#### [INSTRUCTIONS TO FOLLOW]
Below are lines of data; restate word for word those running from the line containing "impl fmt::Display for" to the line containing "for creation and", inclusive, and no others.

# # # # #

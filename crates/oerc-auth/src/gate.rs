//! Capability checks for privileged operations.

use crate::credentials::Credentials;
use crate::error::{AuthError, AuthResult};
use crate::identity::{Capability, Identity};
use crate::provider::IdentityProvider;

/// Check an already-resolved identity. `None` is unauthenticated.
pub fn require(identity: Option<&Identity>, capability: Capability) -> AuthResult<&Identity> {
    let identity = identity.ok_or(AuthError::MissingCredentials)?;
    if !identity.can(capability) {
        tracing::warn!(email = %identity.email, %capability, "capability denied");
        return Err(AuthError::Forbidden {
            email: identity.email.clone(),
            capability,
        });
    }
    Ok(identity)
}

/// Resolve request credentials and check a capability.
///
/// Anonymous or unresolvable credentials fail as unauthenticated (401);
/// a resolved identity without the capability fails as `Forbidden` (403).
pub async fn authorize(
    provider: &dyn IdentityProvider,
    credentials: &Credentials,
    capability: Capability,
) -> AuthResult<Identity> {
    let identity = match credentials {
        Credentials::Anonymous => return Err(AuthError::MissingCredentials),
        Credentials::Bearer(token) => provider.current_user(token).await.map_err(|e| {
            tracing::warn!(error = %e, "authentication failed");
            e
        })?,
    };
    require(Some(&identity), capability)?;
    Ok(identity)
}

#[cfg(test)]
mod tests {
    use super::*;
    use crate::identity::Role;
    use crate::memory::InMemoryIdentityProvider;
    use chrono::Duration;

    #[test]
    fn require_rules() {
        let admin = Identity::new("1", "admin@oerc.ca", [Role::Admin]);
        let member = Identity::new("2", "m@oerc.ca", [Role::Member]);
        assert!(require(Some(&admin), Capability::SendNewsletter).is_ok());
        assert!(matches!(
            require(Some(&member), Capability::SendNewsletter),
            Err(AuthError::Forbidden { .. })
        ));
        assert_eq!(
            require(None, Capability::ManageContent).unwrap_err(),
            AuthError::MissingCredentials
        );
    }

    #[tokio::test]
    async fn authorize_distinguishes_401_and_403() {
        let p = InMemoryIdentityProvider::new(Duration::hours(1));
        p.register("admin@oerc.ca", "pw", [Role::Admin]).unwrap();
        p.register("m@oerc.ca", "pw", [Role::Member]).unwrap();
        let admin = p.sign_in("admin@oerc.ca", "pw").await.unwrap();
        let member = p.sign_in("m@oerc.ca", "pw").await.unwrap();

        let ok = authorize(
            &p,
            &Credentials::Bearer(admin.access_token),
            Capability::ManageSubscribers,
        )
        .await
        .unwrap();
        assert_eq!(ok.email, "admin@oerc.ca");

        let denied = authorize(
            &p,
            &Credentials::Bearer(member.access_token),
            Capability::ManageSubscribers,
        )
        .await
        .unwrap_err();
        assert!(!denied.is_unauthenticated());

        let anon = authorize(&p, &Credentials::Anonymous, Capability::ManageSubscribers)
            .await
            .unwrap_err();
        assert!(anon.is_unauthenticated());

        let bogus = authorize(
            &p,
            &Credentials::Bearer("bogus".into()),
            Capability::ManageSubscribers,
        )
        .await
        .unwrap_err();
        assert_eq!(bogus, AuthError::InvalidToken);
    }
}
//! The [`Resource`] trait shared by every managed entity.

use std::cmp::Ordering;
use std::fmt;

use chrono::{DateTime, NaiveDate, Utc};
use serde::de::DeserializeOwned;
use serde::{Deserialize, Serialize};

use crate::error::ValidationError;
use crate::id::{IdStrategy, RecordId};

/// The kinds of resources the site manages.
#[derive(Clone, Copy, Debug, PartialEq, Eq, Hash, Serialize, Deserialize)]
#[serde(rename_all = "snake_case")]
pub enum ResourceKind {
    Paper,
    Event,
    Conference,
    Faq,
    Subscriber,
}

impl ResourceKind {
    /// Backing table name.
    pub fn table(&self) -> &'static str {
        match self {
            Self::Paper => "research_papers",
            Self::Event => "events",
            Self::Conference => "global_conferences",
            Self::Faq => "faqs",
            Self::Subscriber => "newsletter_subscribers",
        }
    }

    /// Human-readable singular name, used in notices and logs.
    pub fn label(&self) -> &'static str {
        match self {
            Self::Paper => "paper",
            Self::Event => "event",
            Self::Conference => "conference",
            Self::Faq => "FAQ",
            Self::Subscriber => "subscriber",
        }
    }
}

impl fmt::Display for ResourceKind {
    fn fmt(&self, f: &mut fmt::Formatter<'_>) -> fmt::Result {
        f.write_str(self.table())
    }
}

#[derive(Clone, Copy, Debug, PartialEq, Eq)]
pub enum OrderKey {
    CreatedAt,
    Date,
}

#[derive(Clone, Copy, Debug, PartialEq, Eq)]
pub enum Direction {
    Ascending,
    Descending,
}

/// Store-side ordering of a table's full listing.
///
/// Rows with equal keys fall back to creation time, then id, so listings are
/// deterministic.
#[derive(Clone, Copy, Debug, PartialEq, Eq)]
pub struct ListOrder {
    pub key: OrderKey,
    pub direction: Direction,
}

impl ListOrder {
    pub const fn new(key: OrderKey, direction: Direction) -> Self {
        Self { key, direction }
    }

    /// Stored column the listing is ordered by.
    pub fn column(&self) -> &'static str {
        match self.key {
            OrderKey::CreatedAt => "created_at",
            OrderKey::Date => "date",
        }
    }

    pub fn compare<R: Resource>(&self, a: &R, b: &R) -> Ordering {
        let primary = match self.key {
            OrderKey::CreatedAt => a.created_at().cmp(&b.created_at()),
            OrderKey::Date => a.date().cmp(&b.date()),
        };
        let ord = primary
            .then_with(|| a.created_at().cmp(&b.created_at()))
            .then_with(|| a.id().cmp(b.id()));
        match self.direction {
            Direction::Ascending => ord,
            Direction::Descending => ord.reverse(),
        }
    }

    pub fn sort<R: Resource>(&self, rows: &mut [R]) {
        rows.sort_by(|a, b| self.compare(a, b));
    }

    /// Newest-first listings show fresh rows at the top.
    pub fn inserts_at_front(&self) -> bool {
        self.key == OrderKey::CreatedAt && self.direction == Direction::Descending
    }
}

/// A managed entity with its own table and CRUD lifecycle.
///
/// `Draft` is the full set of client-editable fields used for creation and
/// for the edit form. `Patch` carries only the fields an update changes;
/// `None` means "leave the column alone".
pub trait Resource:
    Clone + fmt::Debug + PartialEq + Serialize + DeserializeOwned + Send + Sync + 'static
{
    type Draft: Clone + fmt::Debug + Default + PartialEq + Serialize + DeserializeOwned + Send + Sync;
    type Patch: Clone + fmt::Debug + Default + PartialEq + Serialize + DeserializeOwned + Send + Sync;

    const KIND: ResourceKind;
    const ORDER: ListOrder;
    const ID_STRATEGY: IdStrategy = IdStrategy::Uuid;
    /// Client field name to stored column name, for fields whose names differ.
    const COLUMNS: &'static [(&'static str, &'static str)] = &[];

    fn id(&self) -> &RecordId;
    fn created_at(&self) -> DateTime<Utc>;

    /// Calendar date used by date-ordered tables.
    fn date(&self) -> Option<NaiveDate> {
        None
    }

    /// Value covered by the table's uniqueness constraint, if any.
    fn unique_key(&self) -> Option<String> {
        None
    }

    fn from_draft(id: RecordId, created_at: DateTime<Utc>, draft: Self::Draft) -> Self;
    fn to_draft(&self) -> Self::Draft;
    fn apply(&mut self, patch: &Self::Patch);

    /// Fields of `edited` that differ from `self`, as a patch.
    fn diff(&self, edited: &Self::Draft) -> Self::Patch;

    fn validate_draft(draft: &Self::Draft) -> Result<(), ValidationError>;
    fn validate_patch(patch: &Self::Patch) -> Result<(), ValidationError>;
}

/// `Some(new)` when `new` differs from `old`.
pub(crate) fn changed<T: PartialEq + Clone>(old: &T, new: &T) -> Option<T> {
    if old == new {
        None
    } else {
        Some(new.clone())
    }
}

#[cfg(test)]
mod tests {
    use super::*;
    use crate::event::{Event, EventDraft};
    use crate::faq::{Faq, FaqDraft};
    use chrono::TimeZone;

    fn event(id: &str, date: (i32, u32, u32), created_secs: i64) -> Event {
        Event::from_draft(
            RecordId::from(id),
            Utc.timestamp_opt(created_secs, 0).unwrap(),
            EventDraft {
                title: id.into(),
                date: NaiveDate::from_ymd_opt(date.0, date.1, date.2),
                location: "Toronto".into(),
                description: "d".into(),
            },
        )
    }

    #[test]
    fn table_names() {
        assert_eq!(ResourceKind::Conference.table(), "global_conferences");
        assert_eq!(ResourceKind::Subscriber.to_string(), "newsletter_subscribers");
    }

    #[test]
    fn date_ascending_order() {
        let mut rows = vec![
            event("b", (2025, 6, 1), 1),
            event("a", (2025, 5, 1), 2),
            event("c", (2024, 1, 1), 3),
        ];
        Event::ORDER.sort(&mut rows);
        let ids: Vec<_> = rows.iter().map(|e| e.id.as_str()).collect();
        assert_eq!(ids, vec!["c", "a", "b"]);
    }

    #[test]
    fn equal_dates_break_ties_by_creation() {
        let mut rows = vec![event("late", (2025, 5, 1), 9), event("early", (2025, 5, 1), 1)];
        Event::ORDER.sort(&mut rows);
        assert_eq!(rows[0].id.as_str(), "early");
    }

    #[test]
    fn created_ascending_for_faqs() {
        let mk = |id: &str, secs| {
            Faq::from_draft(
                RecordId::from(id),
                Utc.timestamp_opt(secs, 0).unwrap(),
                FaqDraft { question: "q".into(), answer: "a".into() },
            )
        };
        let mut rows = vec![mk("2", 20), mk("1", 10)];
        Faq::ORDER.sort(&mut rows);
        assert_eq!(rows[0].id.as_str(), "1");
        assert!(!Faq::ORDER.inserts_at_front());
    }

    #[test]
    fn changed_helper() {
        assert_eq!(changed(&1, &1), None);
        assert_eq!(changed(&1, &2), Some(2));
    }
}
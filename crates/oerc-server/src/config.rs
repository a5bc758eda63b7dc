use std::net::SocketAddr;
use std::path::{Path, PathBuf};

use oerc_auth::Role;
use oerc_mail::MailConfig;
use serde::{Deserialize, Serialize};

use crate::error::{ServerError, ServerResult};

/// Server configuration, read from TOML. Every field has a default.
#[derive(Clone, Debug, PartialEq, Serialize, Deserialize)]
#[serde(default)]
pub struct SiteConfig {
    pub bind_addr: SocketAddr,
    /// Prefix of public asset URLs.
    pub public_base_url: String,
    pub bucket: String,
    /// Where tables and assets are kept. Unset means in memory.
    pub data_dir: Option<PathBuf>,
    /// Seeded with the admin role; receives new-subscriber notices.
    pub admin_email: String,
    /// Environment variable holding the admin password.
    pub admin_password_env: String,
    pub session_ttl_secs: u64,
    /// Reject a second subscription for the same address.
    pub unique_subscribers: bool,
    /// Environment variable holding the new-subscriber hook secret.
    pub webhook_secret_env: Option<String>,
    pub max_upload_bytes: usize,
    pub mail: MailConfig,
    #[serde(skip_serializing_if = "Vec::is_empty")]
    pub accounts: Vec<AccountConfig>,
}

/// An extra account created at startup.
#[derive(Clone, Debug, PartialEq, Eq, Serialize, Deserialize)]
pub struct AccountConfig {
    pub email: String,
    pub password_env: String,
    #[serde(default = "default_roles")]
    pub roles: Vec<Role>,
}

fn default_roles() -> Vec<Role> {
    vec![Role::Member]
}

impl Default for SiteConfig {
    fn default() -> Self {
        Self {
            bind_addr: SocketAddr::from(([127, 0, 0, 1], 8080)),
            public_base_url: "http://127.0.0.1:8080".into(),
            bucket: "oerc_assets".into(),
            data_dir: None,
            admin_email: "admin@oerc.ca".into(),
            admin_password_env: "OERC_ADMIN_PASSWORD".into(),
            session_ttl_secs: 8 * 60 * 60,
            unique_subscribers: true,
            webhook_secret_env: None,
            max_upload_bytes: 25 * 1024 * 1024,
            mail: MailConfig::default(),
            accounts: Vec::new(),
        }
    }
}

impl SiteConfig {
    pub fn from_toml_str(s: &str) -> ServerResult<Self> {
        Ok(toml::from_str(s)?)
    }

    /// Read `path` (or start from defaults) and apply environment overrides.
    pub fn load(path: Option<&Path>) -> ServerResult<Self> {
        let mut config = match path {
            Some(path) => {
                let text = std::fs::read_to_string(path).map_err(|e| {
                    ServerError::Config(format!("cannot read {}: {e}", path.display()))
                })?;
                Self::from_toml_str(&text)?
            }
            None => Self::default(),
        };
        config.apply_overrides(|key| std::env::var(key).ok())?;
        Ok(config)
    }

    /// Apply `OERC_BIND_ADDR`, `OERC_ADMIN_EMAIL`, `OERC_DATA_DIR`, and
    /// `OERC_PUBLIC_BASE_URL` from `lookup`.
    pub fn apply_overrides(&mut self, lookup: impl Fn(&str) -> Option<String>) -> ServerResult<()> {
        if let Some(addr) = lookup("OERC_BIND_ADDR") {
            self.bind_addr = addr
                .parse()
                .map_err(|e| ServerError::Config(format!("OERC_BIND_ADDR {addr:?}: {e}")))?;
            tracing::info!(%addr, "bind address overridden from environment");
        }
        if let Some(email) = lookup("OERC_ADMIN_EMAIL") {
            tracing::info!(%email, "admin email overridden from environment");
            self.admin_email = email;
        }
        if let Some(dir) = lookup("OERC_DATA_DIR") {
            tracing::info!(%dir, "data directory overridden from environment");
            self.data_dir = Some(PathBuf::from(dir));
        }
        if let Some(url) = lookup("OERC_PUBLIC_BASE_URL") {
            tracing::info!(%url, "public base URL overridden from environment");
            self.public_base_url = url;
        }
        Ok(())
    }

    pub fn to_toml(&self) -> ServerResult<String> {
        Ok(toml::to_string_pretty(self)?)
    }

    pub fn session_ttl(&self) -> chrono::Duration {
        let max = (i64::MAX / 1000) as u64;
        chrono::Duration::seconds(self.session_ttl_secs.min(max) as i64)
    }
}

# # # # #

#### [RESPONSE BOX]
impl fmt::Display for ResourceKind {
    fn fmt(&self, f: &mut fmt::Formatter<'_>) -> fmt::Result {
        f.write_str(self.table())
    }
}

#[derive(Clone, Copy, Debug, PartialEq, Eq)]
pub enum OrderKey {
    CreatedAt,
    Date,
}

#[derive(Clone, Copy, Debug, PartialEq, Eq)]
pub enum Direction {
    Ascending,
    Descending,
}

/// Store-side ordering of a table's full listing.
///
/// Rows with equal keys fall back to creation time, then id, so listings are
/// deterministic.
#[derive(Clone, Copy, Debug, PartialEq, Eq)]
pub struct ListOrder {
    pub key: OrderKey,
    pub direction: Direction,
}

impl ListOrder {
    pub const fn new(key: OrderKey, direction: Direction) -> Self {
        Self { key, direction }
    }

    /// Stored column the listing is ordered by.
    pub fn column(&self) -> &'static str {
        match self.key {
            OrderKey::CreatedAt => "created_at",
            OrderKey::Date => "date",
        }
    }

    pub fn compare<R: Resource>(&self, a: &R, b: &R) -> Ordering {
        let primary = match self.key {
            OrderKey::CreatedAt => a.created_at().cmp(&b.created_at()),
            OrderKey::Date => a.date().cmp(&b.date()),
        };
        let ord = primary
            .then_with(|| a.created_at().cmp(&b.created_at()))
            .then_with(|| a.id().cmp(b.id()));
        match self.direction {
            Direction::Ascending => ord,
            Direction::Descending => ord.reverse(),
        }
    }

    pub fn sort<R: Resource>(&self, rows: &mut [R]) {
        rows.sort_by(|a, b| self.compare(a, b));
    }

    /// Newest-first listings show fresh rows at the top.
    pub fn inserts_at_front(&self) -> bool {
        self.key == OrderKey::CreatedAt && self.direction == Direction::Descending
    }
}

/// A managed entity with its own table and CRUD lifecycle.
///
/// `Draft` is the full set of client-editable fields used for creation and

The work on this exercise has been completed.